> WORK TASK:
Copy each line below in which the word "struct" occurs.

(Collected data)
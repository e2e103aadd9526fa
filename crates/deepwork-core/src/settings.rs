//! Persisted user preferences: per-mode durations and the completion
//! chime flag.
//!
//! Loaded once at startup and rewritten wholesale on every save, as a
//! single JSON document under [`SETTINGS_KEY`]. Malformed data falls back
//! to defaults; user-entered duration values are coerced rather than
//! rejected.

use serde::{Deserialize, Deserializer, Serialize};

use crate::error::CoreError;
use crate::storage::Store;
use crate::timer::DurationUpdate;

/// Storage key for the persisted settings document.
pub const SETTINGS_KEY: &str = "deepwork_settings";

/// Per-mode durations in minutes.
#[derive(Debug, Clone, Copy, PartialEq, Eq, Serialize, Deserialize)]
pub struct Durations {
    #[serde(default = "default_focus", deserialize_with = "coerce_minutes")]
    pub focus: u64,
    #[serde(default = "default_short_break", deserialize_with = "coerce_minutes")]
    pub short_break: u64,
    #[serde(default = "default_long_break", deserialize_with = "coerce_minutes")]
    pub long_break: u64,
}

/// Application settings.
#[derive(Debug, Clone, Copy, PartialEq, Serialize, Deserialize)]
pub struct Settings {
    #[serde(default)]
    pub durations: Durations,
    #[serde(rename = "soundEnabled", default = "default_true")]
    pub sound_enabled: bool,
}

// Default functions
fn default_focus() -> u64 {
    25
}
fn default_short_break() -> u64 {
    5
}
fn default_long_break() -> u64 {
    15
}
fn default_true() -> bool {
    true
}

/// User-entered durations arrive as whatever the input field held.
/// Negative, fractional and non-numeric values all degrade to a
/// non-negative integer, with 0 for anything unparseable.
fn coerce_minutes<'de, D>(de: D) -> Result<u64, D::Error>
where
    D: Deserializer<'de>,
{
    let value = serde_json::Value::deserialize(de)?;
    let minutes = match value {
        serde_json::Value::Number(n) => {
            if let Some(u) = n.as_u64() {
                u
            } else {
                match n.as_f64() {
                    Some(f) if f >= 0.0 => f as u64,
                    _ => 0,
                }
            }
        }
        serde_json::Value::String(s) => match s.trim().parse::<f64>() {
            Ok(f) if f >= 0.0 => f as u64,
            _ => 0,
        },
        _ => 0,
    };
    Ok(minutes)
}

impl Default for Durations {
    fn default() -> Self {
        Self {
            focus: default_focus(),
            short_break: default_short_break(),
            long_break: default_long_break(),
        }
    }
}

impl Default for Settings {
    fn default() -> Self {
        Self {
            durations: Durations::default(),
            sound_enabled: true,
        }
    }
}

impl Settings {
    /// Load from the store, returning defaults on missing or malformed
    /// data. This never fails.
    pub fn load_or_default(store: &dyn Store) -> Self {
        match store.load(SETTINGS_KEY) {
            Ok(Some(raw)) => serde_json::from_str(&raw).unwrap_or_else(|e| {
                log::warn!("discarding malformed settings: {e}");
                Self::default()
            }),
            Ok(None) => Self::default(),
            Err(e) => {
                log::warn!("settings unavailable, using defaults: {e}");
                Self::default()
            }
        }
    }

    /// Persist the whole document.
    ///
    /// # Errors
    /// Returns an error if serialization or the store write fails.
    pub fn save(&self, store: &dyn Store) -> Result<(), CoreError> {
        let raw = serde_json::to_string(self)?;
        store.save(SETTINGS_KEY, &raw)?;
        Ok(())
    }

    /// Full-map update for [`crate::TimerEngine::update_durations`].
    pub fn duration_update(&self) -> DurationUpdate {
        DurationUpdate {
            focus: Some(self.durations.focus),
            short_break: Some(self.durations.short_break),
            long_break: Some(self.durations.long_break),
        }
    }
}

#[cfg(test)]
mod tests {
    use super::*;
    use crate::storage::MemoryStore;

    #[test]
    fn default_values() {
        let settings = Settings::default();
        assert_eq!(settings.durations.focus, 25);
        assert_eq!(settings.durations.short_break, 5);
        assert_eq!(settings.durations.long_break, 15);
        assert!(settings.sound_enabled);
    }

    #[test]
    fn roundtrip_preserves_fields() {
        let store = MemoryStore::new();
        let settings = Settings {
            durations: Durations {
                focus: 50,
                short_break: 10,
                long_break: 20,
            },
            sound_enabled: false,
        };
        settings.save(&store).unwrap();
        let reloaded = Settings::load_or_default(&store);
        assert_eq!(reloaded, settings);
    }

    #[test]
    fn wire_format_uses_camel_case_flag() {
        let raw = serde_json::to_string(&Settings::default()).unwrap();
        assert!(raw.contains("\"soundEnabled\":true"));
        assert!(raw.contains("\"short_break\":5"));
    }

    #[test]
    fn missing_fields_take_defaults() {
        let settings: Settings = serde_json::from_str("{}").unwrap();
        assert_eq!(settings, Settings::default());

        let partial: Settings =
            serde_json::from_str(r#"{"durations":{"focus":45}}"#).unwrap();
        assert_eq!(partial.durations.focus, 45);
        assert_eq!(partial.durations.short_break, 5);
        assert!(partial.sound_enabled);
    }

    #[test]
    fn coerces_hostile_duration_values() {
        let raw = r#"{"durations":{"focus":-5,"short_break":"7","long_break":12.9},"soundEnabled":false}"#;
        let settings: Settings = serde_json::from_str(raw).unwrap();
        assert_eq!(settings.durations.focus, 0);
        assert_eq!(settings.durations.short_break, 7);
        assert_eq!(settings.durations.long_break, 12);
        assert!(!settings.sound_enabled);

        let garbage = r#"{"durations":{"focus":"soon","short_break":null,"long_break":[1]}}"#;
        let settings: Settings = serde_json::from_str(garbage).unwrap();
        assert_eq!(settings.durations.focus, 0);
        assert_eq!(settings.durations.short_break, 0);
        assert_eq!(settings.durations.long_break, 0);
    }

    #[test]
    fn malformed_document_falls_back_to_defaults() {
        let store = MemoryStore::new();
        store.save(SETTINGS_KEY, "][ nonsense").unwrap();
        assert_eq!(Settings::load_or_default(&store), Settings::default());
    }

    #[test]
    fn duration_update_covers_all_modes() {
        let update = Settings::default().duration_update();
        assert_eq!(update.focus, Some(25));
        assert_eq!(update.short_break, Some(5));
        assert_eq!(update.long_break, Some(15));
    }
}
//! Append-only log of completed sessions.
//!
//! Entries are immutable once created: the collection only ever sees
//! prepends and bulk clears, newest first. The whole collection persists
//! as a single JSON document under [`LOGS_KEY`]; missing or malformed data
//! loads as an empty log and never surfaces an error.

use std::collections::BTreeMap;

use chrono::{DateTime, NaiveDate, Utc};
use serde::{Deserialize, Serialize};
use uuid::Uuid;

use crate::storage::Store;

/// Storage key for the persisted log collection.
pub const LOGS_KEY: &str = "deepwork_logs";

/// One completed session.
#[derive(Debug, Clone, PartialEq, Serialize, Deserialize)]
pub struct LogEntry {
    pub id: Uuid,
    pub timestamp: DateTime<Utc>,
    /// Session length in seconds. Zero is legal (task-completion shortcuts).
    pub duration: u64,
    /// The "what did you achieve" text.
    pub note: String,
    /// Mode or category that produced the entry.
    #[serde(rename = "type")]
    pub kind: String,
}

impl LogEntry {
    /// Fresh entry stamped with a new id and the current time.
    pub fn new(note: impl Into<String>, duration: u64, kind: impl Into<String>) -> Self {
        Self {
            id: Uuid::new_v4(),
            timestamp: Utc::now(),
            duration,
            note: note.into(),
            kind: kind.into(),
        }
    }

    /// Calendar date of the entry (UTC truncation).
    pub fn date(&self) -> NaiveDate {
        self.timestamp.date_naive()
    }
}

/// Newest-first collection of completed sessions over an injected store.
pub struct WorkLog {
    entries: Vec<LogEntry>,
    store: Box<dyn Store>,
}

impl WorkLog {
    /// Load the persisted collection, falling back to empty on missing or
    /// malformed data.
    pub fn load(store: Box<dyn Store>) -> Self {
        let entries = match store.load(LOGS_KEY) {
            Ok(Some(raw)) => serde_json::from_str(&raw).unwrap_or_else(|e| {
                log::warn!("discarding malformed work log: {e}");
                Vec::new()
            }),
            Ok(None) => Vec::new(),
            Err(e) => {
                log::warn!("work log unavailable, starting empty: {e}");
                Vec::new()
            }
        };
        Self { entries, store }
    }

    /// Record a completed session. Never fails: persistence is best-effort
    /// and the in-memory collection updates regardless.
    pub fn add(&mut self, note: &str, duration: u64, kind: &str) -> &LogEntry {
        self.insert(LogEntry::new(note, duration, kind))
    }

    /// Prepend a pre-built entry (import path, fixed timestamps in tests).
    pub fn insert(&mut self, entry: LogEntry) -> &LogEntry {
        self.entries.insert(0, entry);
        self.persist();
        &self.entries[0]
    }

    /// Empty the collection and drop the persisted document.
    pub fn clear(&mut self) {
        self.entries.clear();
        if let Err(e) = self.store.remove(LOGS_KEY) {
            log::warn!("failed to remove persisted work log: {e}");
        }
    }

    pub fn entries(&self) -> &[LogEntry] {
        &self.entries
    }

    pub fn len(&self) -> usize {
        self.entries.len()
    }

    pub fn is_empty(&self) -> bool {
        self.entries.is_empty()
    }

    /// Sessions per calendar day. Drives the activity heatmap; entries on
    /// the same date share a bucket.
    pub fn daily_counts(&self) -> BTreeMap<NaiveDate, u64> {
        let mut counts = BTreeMap::new();
        for entry in &self.entries {
            *counts.entry(entry.date()).or_insert(0) += 1;
        }
        counts
    }

    /// Entries whose timestamp falls on the given date, newest first.
    pub fn logs_on(&self, date: NaiveDate) -> Vec<&LogEntry> {
        self.entries.iter().filter(|e| e.date() == date).collect()
    }

    /// Entries recorded today (UTC).
    pub fn today(&self) -> Vec<&LogEntry> {
        self.logs_on(Utc::now().date_naive())
    }

    fn persist(&self) {
        let raw = match serde_json::to_string(&self.entries) {
            Ok(raw) => raw,
            Err(e) => {
                log::warn!("failed to serialize work log: {e}");
                return;
            }
        };
        if let Err(e) = self.store.save(LOGS_KEY, &raw) {
            log::warn!("failed to persist work log: {e}");
        }
    }
}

> EXERCISE SOLUTION:
pub struct Durations {
pub struct Settings {
pub struct LogEntry {
pub struct WorkLog {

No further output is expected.